Repeat the material exactly, every line of it.
The data section start
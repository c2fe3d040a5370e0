//! Durations with a human readable text form.

use std::fmt;
use std::str::FromStr;
use std::time;

use serde::{Deserialize, Deserializer, Serialize, Serializer};

/// A time span that serializes as text such as `"24h"` or `"1h30m"`.
///
/// Parsing uses `humantime`. Formatting never goes above hours: it emits
/// `h`, `m`, `s`, `ms`, `us` and `ns` components with no separators, and the
/// result parses back to exactly the same span.
#[derive(Debug, Clone, Copy, Default, PartialEq, Eq, PartialOrd, Ord, Hash)]
pub struct Duration(time::Duration);

impl Duration {
    /// The zero duration.
    pub const ZERO: Self = Self(time::Duration::ZERO);

    /// Wraps a standard library duration.
    #[must_use]
    pub const fn new(value: time::Duration) -> Self {
        Self(value)
    }

    /// A duration of whole seconds.
    #[must_use]
    pub const fn from_secs(secs: u64) -> Self {
        Self(time::Duration::from_secs(secs))
    }

    /// A duration of whole minutes.
    #[must_use]
    pub const fn from_mins(mins: u64) -> Self {
        Self::from_secs(mins * 60)
    }

    /// A duration of whole hours.
    #[must_use]
    pub const fn from_hours(hours: u64) -> Self {
        Self::from_secs(hours * 3600)
    }

    /// Returns the wrapped duration.
    #[must_use]
    pub const fn as_std(&self) -> time::Duration {
        self.0
    }

    /// Returns `true` for the zero span.
    #[must_use]
    pub const fn is_zero(&self) -> bool {
        self.0.is_zero()
    }

    /// Converts to a chrono duration for timestamp arithmetic, saturating
    /// at chrono's maximum.
    #[must_use]
    pub fn to_chrono(&self) -> chrono::Duration {
        chrono::Duration::from_std(self.0).unwrap_or(chrono::Duration::MAX)
    }

    /// Converts a chrono duration; negative spans become zero.
    #[must_use]
    pub fn from_chrono(value: chrono::Duration) -> Self {
        Self(value.to_std().unwrap_or_default())
    }
}

impl From<time::Duration> for Duration {
    fn from(value: time::Duration) -> Self {
        Self(value)
    }
}

impl From<Duration> for time::Duration {
    fn from(value: Duration) -> Self {
        value.0
    }
}

impl fmt::Display for Duration {
    fn fmt(&self, f: &mut fmt::Formatter<'_>) -> fmt::Result {
        if self.0.is_zero() {
            return f.write_str("0s");
        }
        let secs = self.0.as_secs();
        let nanos = self.0.subsec_nanos();
        let parts = [
            (secs / 3600, "h"),
            (secs / 60 % 60, "m"),
            (secs % 60, "s"),
            (u64::from(nanos / 1_000_000), "ms"),
            (u64::from(nanos / 1_000 % 1_000), "us"),
            (u64::from(nanos % 1_000), "ns"),
        ];
        for (value, unit) in parts {
            if value > 0 {
                write!(f, "{value}{unit}")?;
            }
        }
        Ok(())
    }
}

impl FromStr for Duration {
    type Err = humantime::DurationError;

    fn from_str(s: &str) -> Result<Self, Self::Err> {
        humantime::parse_duration(s.trim()).map(Self)
    }
}

impl Serialize for Duration {
    fn serialize<S: Serializer>(&self, serializer: S) -> Result<S::Ok, S::Error> {
        serializer.collect_str(self)
    }
}

impl<'de> Deserialize<'de> for Duration {
    fn deserialize<D: Deserializer<'de>>(deserializer: D) -> Result<Self, D::Error> {
        let text = String::deserialize(deserializer)?;
        text.parse().map_err(serde::de::Error::custom)
    }
}
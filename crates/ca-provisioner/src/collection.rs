//! Registry of initialized provisioners.

use std::collections::HashMap;

use ca_pki::Certificate;
use tracing::{info, warn};

use crate::claims::Config;
use crate::error::{Error, Result};
use crate::extension::ProvisionerExtension;
use crate::provisioner::Provisioner;

/// The active provisioners of a CA.
///
/// Built once from configuration and only read afterwards. Provisioners that
/// fail `init` are left out.
#[derive(Debug, Default)]
pub struct Collection {
    provisioners: Vec<Provisioner>,
    by_id: HashMap<String, usize>,
}

impl Collection {
    /// Initializes every provisioner and keeps those that succeed.
    ///
    /// # Errors
    ///
    /// Returns [`Error::Duplicate`] if two initialized provisioners share an
    /// ID.
    pub fn from_provisioners(provisioners: Vec<Provisioner>, config: &Config) -> Result<Self> {
        let mut collection = Self::default();
        for mut provisioner in provisioners {
            let id = provisioner.id();
            if let Err(e) = provisioner.init(config) {
                warn!(provisioner = %id, error = %e, "excluding provisioner");
                continue;
            }
            if collection.by_id.contains_key(&id) {
                return Err(Error::Duplicate { id });
            }
            info!(provisioner = %id, "provisioner initialized");
            collection.by_id.insert(id, collection.provisioners.len());
            collection.provisioners.push(provisioner);
        }
        Ok(collection)
    }

    /// Builds a collection from a JSON array of provisioner objects.
    ///
    /// Entries that do not parse are logged and skipped like entries that
    /// fail `init`.
    ///
    /// # Errors
    ///
    /// Fails if the document is not a JSON array, or on duplicate IDs.
    pub fn from_json(json: &str, config: &Config) -> Result<Self> {
        let entries: Vec<serde_json::Value> = serde_json::from_str(json)?;
        let provisioners = entries
            .into_iter()
            .enumerate()
            .filter_map(|(index, entry)| match serde_json::from_value::<Provisioner>(entry) {
                Ok(p) => Some(p),
                Err(e) => {
                    warn!(index, error = %e, "skipping invalid provisioner configuration");
                    None
                }
            })
            .collect();
        Self::from_provisioners(provisioners, config)
    }

    /// Looks a provisioner up by ID.
    #[must_use]
    pub fn get(&self, id: &str) -> Option<&Provisioner> {
        self.by_id.get(id).map(|&i| &self.provisioners[i])
    }

    /// Looks a provisioner up by name; the first match in configuration
    /// order wins.
    #[must_use]
    pub fn get_by_name(&self, name: &str) -> Option<&Provisioner> {
        self.provisioners.iter().find(|p| p.name() == name)
    }

    /// Finds the provisioner that authorized `certificate`, using its
    /// provisioner extension.
    ///
    /// # Errors
    ///
    /// Fails with [`Error::NotFound`] if the certificate has no provisioner
    /// extension or names an unknown provisioner, and with
    /// [`Error::Extension`] if the extension does not decode.
    pub fn load_by_certificate(&self, certificate: &Certificate) -> Result<&Provisioner> {
        let extension =
            ProvisionerExtension::from_certificate(certificate)?.ok_or_else(|| Error::NotFound {
                key: format!("certificate {} has no provisioner extension", certificate.serial()),
            })?;
        let id = extension.provisioner_type.id_for(&extension.name);
        self.get(&id).ok_or(Error::NotFound { key: id })
    }

    /// Iterates in configuration order.
    pub fn iter(&self) -> impl Iterator<Item = &Provisioner> {
        self.provisioners.iter()
    }

    /// Number of active provisioners.
    #[must_use]
    pub fn len(&self) -> usize {
        self.provisioners.len()
    }

    /// Whether no provisioner is active.
    #[must_use]
    pub fn is_empty(&self) -> bool {
        self.provisioners.is_empty()
    }
}

impl<'a> IntoIterator for &'a Collection {
    type Item = &'a Provisioner;
    type IntoIter = std::slice::Iter<'a, Provisioner>;

    fn into_iter(self) -> Self::IntoIter {
        self.provisioners.iter()
    }
}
The data section end
The answer:
repository c2fe3d040a5370e0
//! Durations with a human readable text form.

use std::fmt;
use std::str::FromStr;
use std::time;

use serde::{Deserialize, Deserializer, Serialize, Serializer};

/// A time span that serializes as text such as `"24h"` or `"1h30m"`.
///
/// Parsing uses `humantime`. Formatting never goes above hours: it emits
/// `h`, `m`, `s`, `ms`, `us` and `ns` components with no separators, and the
/// result parses back to exactly the same span.
#[derive(Debug, Clone, Copy, Default, PartialEq, Eq, PartialOrd, Ord, Hash)]
pub struct Duration(time::Duration);

impl Duration {
    /// The zero duration.
    pub const ZERO: Self = Self(time::Duration::ZERO);

    /// Wraps a standard library duration.
    #[must_use]
    pub const fn new(value: time::Duration) -> Self {
        Self(value)
    }

    /// A duration of whole seconds.
    #[must_use]
    pub const fn from_secs(secs: u64) -> Self {
        Self(time::Duration::from_secs(secs))
    }

    /// A duration of whole minutes.
    #[must_use]
    pub const fn from_mins(mins: u64) -> Self {
        Self::from_secs(mins * 60)
    }

    /// A duration of whole hours.
    #[must_use]
    pub const fn from_hours(hours: u64) -> Self {
        Self::from_secs(hours * 3600)
    }

    /// Returns the wrapped duration.
    #[must_use]
    pub const fn as_std(&self) -> time::Duration {
        self.0
    }

    /// Returns `true` for the zero span.
    #[must_use]
    pub const fn is_zero(&self) -> bool {
        self.0.is_zero()
    }

    /// Converts to a chrono duration for timestamp arithmetic, saturating
    /// at chrono's maximum.
    #[must_use]
    pub fn to_chrono(&self) -> chrono::Duration {
        chrono::Duration::from_std(self.0).unwrap_or(chrono::Duration::MAX)
    }

    /// Converts a chrono duration; negative spans become zero.
    #[must_use]
    pub fn from_chrono(value: chrono::Duration) -> Self {
        Self(value.to_std().unwrap_or_default())
    }
}

impl From<time::Duration> for Duration {
    fn from(value: time::Duration) -> Self {
        Self(value)
    }
}

impl From<Duration> for time::Duration {
    fn from(value: Duration) -> Self {
        value.0
    }
}

impl fmt::Display for Duration {
    fn fmt(&self, f: &mut fmt::Formatter<'_>) -> fmt::Result {
        if self.0.is_zero() {
            return f.write_str("0s");
        }
        let secs = self.0.as_secs();
        let nanos = self.0.subsec_nanos();
        let parts = [
            (secs / 3600, "h"),
            (secs / 60 % 60, "m"),
            (secs % 60, "s"),
            (u64::from(nanos / 1_000_000), "ms"),
            (u64::from(nanos / 1_000 % 1_000), "us"),
            (u64::from(nanos % 1_000), "ns"),
        ];
        for (value, unit) in parts {
            if value > 0 {
                write!(f, "{value}{unit}")?;
            }
        }
        Ok(())
    }
}

impl FromStr for Duration {
    type Err = humantime::DurationError;

    fn from_str(s: &str) -> Result<Self, Self::Err> {
        humantime::parse_duration(s.trim()).map(Self)
    }
}

impl Serialize for Duration {
    fn serialize<S: Serializer>(&self, serializer: S) -> Result<S::Ok, S::Error> {
        serializer.collect_str(self)
    }
}

impl<'de> Deserialize<'de> for Duration {
    fn deserialize<D: Deserializer<'de>>(deserializer: D) -> Result<Self, D::Error> {
        let text = String::deserialize(deserializer)?;
        text.parse().map_err(serde::de::Error::custom)
    }
}
filename crates/ca-provisioner/src/collection.rs
//! Registry of initialized provisioners.

use std::collections::HashMap;

use ca_pki::Certificate;
use tracing::{info, warn};

use crate::claims::Config;
use crate::error::{Error, Result};
use crate::extension::ProvisionerExtension;
use crate::provisioner::Provisioner;

/// The active provisioners of a CA.
///
/// Built once from configuration and only read afterwards. Provisioners that
/// fail `init` are left out.
#[derive(Debug, Default)]
pub struct Collection {
    provisioners: Vec<Provisioner>,
    by_id: HashMap<String, usize>,
}

impl Collection {
    /// Initializes every provisioner and keeps those that succeed.
    ///
    /// # Errors
    ///
    /// Returns [`Error::Duplicate`] if two initialized provisioners share an
    /// ID.
    pub fn from_provisioners(provisioners: Vec<Provisioner>, config: &Config) -> Result<Self> {
        let mut collection = Self::default();
        for mut provisioner in provisioners {
            let id = provisioner.id();
            if let Err(e) = provisioner.init(config) {
                warn!(provisioner = %id, error = %e, "excluding provisioner");
                continue;
            }
            if collection.by_id.contains_key(&id) {
                return Err(Error::Duplicate { id });
            }
            info!(provisioner = %id, "provisioner initialized");
            collection.by_id.insert(id, collection.provisioners.len());
            collection.provisioners.push(provisioner);
        }
        Ok(collection)
    }

    /// Builds a collection from a JSON array of provisioner objects.
    ///
    /// Entries that do not parse are logged and skipped like entries that
    /// fail `init`.
    ///
    /// # Errors
    ///
    /// Fails if the document is not a JSON array, or on duplicate IDs.
    pub fn from_json(json: &str, config: &Config) -> Result<Self> {
        let entries: Vec<serde_json::Value> = serde_json::from_str(json)?;
        let provisioners = entries
            .into_iter()
            .enumerate()
            .filter_map(|(index, entry)| match serde_json::from_value::<Provisioner>(entry) {
                Ok(p) => Some(p),
                Err(e) => {
                    warn!(index, error = %e, "skipping invalid provisioner configuration");
                    None
                }
            })
            .collect();
        Self::from_provisioners(provisioners, config)
    }

    /// Looks a provisioner up by ID.
    #[must_use]
    pub fn get(&self, id: &str) -> Option<&Provisioner> {
        self.by_id.get(id).map(|&i| &self.provisioners[i])
    }

    /// Looks a provisioner up by name; the first match in configuration
    /// order wins.
    #[must_use]
    pub fn get_by_name(&self, name: &str) -> Option<&Provisioner> {
        self.provisioners.iter().find(|p| p.name() == name)
    }

    /// Finds the provisioner that authorized `certificate`, using its
    /// provisioner extension.
    ///
    /// # Errors
    ///
    /// Fails with [`Error::NotFound`] if the certificate has no provisioner
    /// extension or names an unknown provisioner, and with
    /// [`Error::Extension`] if the extension does not decode.
    pub fn load_by_certificate(&self, certificate: &Certificate) -> Result<&Provisioner> {
        let extension =
            ProvisionerExtension::from_certificate(certificate)?.ok_or_else(|| Error::NotFound {
                key: format!("certificate {} has no provisioner extension", certificate.serial()),
            })?;
        let id = extension.provisioner_type.id_for(&extension.name);
        self.get(&id).ok_or(Error::NotFound { key: id })
    }

    /// Iterates in configuration order.
    pub fn iter(&self) -> impl Iterator<Item = &Provisioner> {
        self.provisioners.iter()
    }

    /// Number of active provisioners.
    #[must_use]
    pub fn len(&self) -> usize {
        self.provisioners.len()
    }

    /// Whether no provisioner is active.
    #[must_use]
    pub fn is_empty(&self) -> bool {
        self.provisioners.is_empty()
    }
}

impl<'a> IntoIterator for &'a Collection {
    type Item = &'a Provisioner;
    type IntoIter = std::slice::Iter<'a, Provisioner>;

    fn into_iter(self) -> Self::IntoIter {
        self.provisioners.iter()
    }
}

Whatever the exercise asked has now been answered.